En Suisse, un anticorps conjugué dirigé contre HER2 est déjà disponible pour les cancers du sein métastatiques. Son passage au stade précoce nécessitera une évaluation des autorités compétentes, et des approbations pourraient intervenir au cas par cas lorsque les dossiers sont convaincants.

Au-delà du sein : vessie, poumons, estomac, ovaires

Un troisième essai présenté au congrès portait sur le cancer de la vessie chez des patientes et patients inaptes à la chimiothérapie standard. L’ADC testé permettrait de réduire d’environ 60 % le risque de rechute et d’améliorer la survie, selon le Dr Khalil.

Plus largement, les anticorps conjugués sont désormais disponibles dans plusieurs indications, notamment la vessie, les poumons, l’estomac et les ovaires, leur usage dépendant de la présence du marqueur ciblé par chaque médicament.

Les prochaines étapes : contourner les résistances et diversifier les charges

Tout n’est pas réglé pour autant. Comme avec les chimiothérapies classiques, des résistances peuvent apparaître. Deux axes prioritaires se dégagent : perfectionner le guidage des anticorps pour viser encore mieux la cellule tumorale et varier les agents chimiothérapeutiques qui leur sont liés.

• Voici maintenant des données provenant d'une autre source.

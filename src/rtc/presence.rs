use async_trait::async_trait;
use std::sync::atomic::{AtomicBool, Ordering};
use std::sync::Arc;
use std::time::Duration;
use tokio::task::JoinHandle;
use tracing::{info, warn};

use super::RtcError;

/// Presence records refresh on this cadence while a participant stays
/// in the room
pub const HEARTBEAT_INTERVAL: Duration = Duration::from_secs(30);

/// Writer half of the presence record owned by this participant
#[async_trait]
pub trait PresenceWriter: Send + Sync {
    /// Upsert the record with the current audio flag and a fresh
    /// last-active timestamp
    async fn upsert(&self, audio_active: bool) -> Result<(), RtcError>;
    /// Delete the record immediately
    async fn delete(&self) -> Result<(), RtcError>;
}

/// Periodic heartbeat keeping this participant's presence record fresh.
///
/// There is no server-side TTL for stale records: a client that dies
/// without running `stop()` leaves its record behind until the transport
/// notices the broken connection. Orderly departure deletes the record
/// immediately so peers learn of it through the subscription, not a
/// timeout.
pub struct PresenceTracker {
    writer: Arc<dyn PresenceWriter>,
    audio_active: Arc<AtomicBool>,
    heartbeat: Option<JoinHandle<()>>,
}

impl PresenceTracker {
    pub fn new(writer: Arc<dyn PresenceWriter>) -> Self {
        Self {
            writer,
            audio_active: Arc::new(AtomicBool::new(false)),
            heartbeat: None,
        }
    }

    pub fn is_started(&self) -> bool {
        self.heartbeat.is_some()
    }

    pub fn audio_active(&self) -> bool {
        self.audio_active.load(Ordering::Relaxed)
    }

    /// Write the record now and start the 30-second refresh task
    pub async fn start(&mut self) -> Result<(), RtcError> {
        if self.heartbeat.is_some() {
            return Ok(());
        }

        self.writer.upsert(self.audio_active()).await?;

        let writer = self.writer.clone();
        let audio_active = self.audio_active.clone();
        self.heartbeat = Some(tokio::spawn(async move {
            let mut ticker = tokio::time::interval(HEARTBEAT_INTERVAL);
            // The immediate first tick duplicates the write above
            ticker.tick().await;
            loop {
                ticker.tick().await;
                if let Err(e) = writer.upsert(audio_active.load(Ordering::Relaxed)).await {
                    warn!("Presence heartbeat failed: {}", e);
                }
            }
        }));

        info!("Presence heartbeat started");
        Ok(())
    }

    /// Flip the audio flag and push the record right away
    pub async fn set_audio_active(&self, active: bool) -> Result<(), RtcError> {
        self.audio_active.store(active, Ordering::Relaxed);
        self.writer.upsert(active).await
    }

    /// Stop the heartbeat and delete the record immediately.
    /// Deletion is best effort; a failure degrades to a stale record.
    pub async fn stop(&mut self) {
        if let Some(heartbeat) = self.heartbeat.take() {
            heartbeat.abort();
        }
        if let Err(e) = self.writer.delete().await {
            warn!("Failed to delete presence record: {}", e);
        }
    }
}

impl Drop for PresenceTracker {
    fn drop(&mut self) {
        if let Some(heartbeat) = self.heartbeat.take() {
            heartbeat.abort();
        }
    }
}

#[cfg(test)]
mod tests {
    use super::*;
    use std::sync::Mutex;

    #[derive(Default)]
    struct RecordingWriter {
        upserts: Mutex<Vec<bool>>,
        deletes: Mutex<u32>,
    }

    #[async_trait]
    impl PresenceWriter for RecordingWriter {
        async fn upsert(&self, audio_active: bool) -> Result<(), RtcError> {
            self.upserts.lock().unwrap().push(audio_active);
            Ok(())
        }

        async fn delete(&self) -> Result<(), RtcError> {
            *self.deletes.lock().unwrap() += 1;
            Ok(())
        }
    }

    #[tokio::test]
    async fn start_writes_immediately_and_stop_deletes() {
        let writer = Arc::new(RecordingWriter::default());
        let mut tracker = PresenceTracker::new(writer.clone());

        tracker.start().await.unwrap();
        assert!(tracker.is_started());
        assert_eq!(writer.upserts.lock().unwrap().as_slice(), [false]);

        // Starting twice must not double the heartbeat
        tracker.start().await.unwrap();
        assert_eq!(writer.upserts.lock().unwrap().len(), 1);

        tracker.set_audio_active(true).await.unwrap();
        assert_eq!(writer.upserts.lock().unwrap().as_slice(), [false, true]);
        assert!(tracker.audio_active());

        tracker.stop().await;
        assert!(!tracker.is_started());
        assert_eq!(*writer.deletes.lock().unwrap(), 1);
    }
}
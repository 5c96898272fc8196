use std::path::PathBuf;
use thiserror::Error;

#[derive(Debug, Error)]
pub enum BatchError {
    #[error("workbook not found: {}", .0.display())]
    MissingFile(PathBuf),

    #[error("cannot parse config file {}: {source}", .path.display())]
    ConfigParse {
        path: PathBuf,
        #[source]
        source: serde_json::Error,
    },

    #[error("content to write is empty")]
    EmptyContent,

    #[error("invalid cell position {0:?}, expected Row:Column")]
    InvalidCoordinateFormat(String),

    #[error("cell ({row}, {col}) is outside the worksheet")]
    CellOutOfRange { row: i64, col: i64 },

    #[error("workbook {} could not be processed: {source}", .path.display())]
    Workbook {
        path: PathBuf,
        #[source]
        source: umya_spreadsheet::XlsxError,
    },

    #[error(transparent)]
    Io(#[from] std::io::Error),
}

impl BatchError {
    /// Errors worth a warning dialog when the interactive prompt is on.
    pub fn is_user_facing(&self) -> bool {
        matches!(
            self,
            BatchError::MissingFile(_)
                | BatchError::EmptyContent
                | BatchError::InvalidCoordinateFormat(_)
        )
    }
}

pub type Result<T> = std::result::Result<T, BatchError>;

Au CHUV, une étude de nouvelle génération est en cours : un ADC à double tête chercheuse est comparé à une chimiothérapie standard chez des patientes atteintes d’un cancer du sein triple négatif métastatique en première ligne. L’objectif est d’augmenter l’attachement à la cellule tumorale et de renforcer l’efficacité du traitement.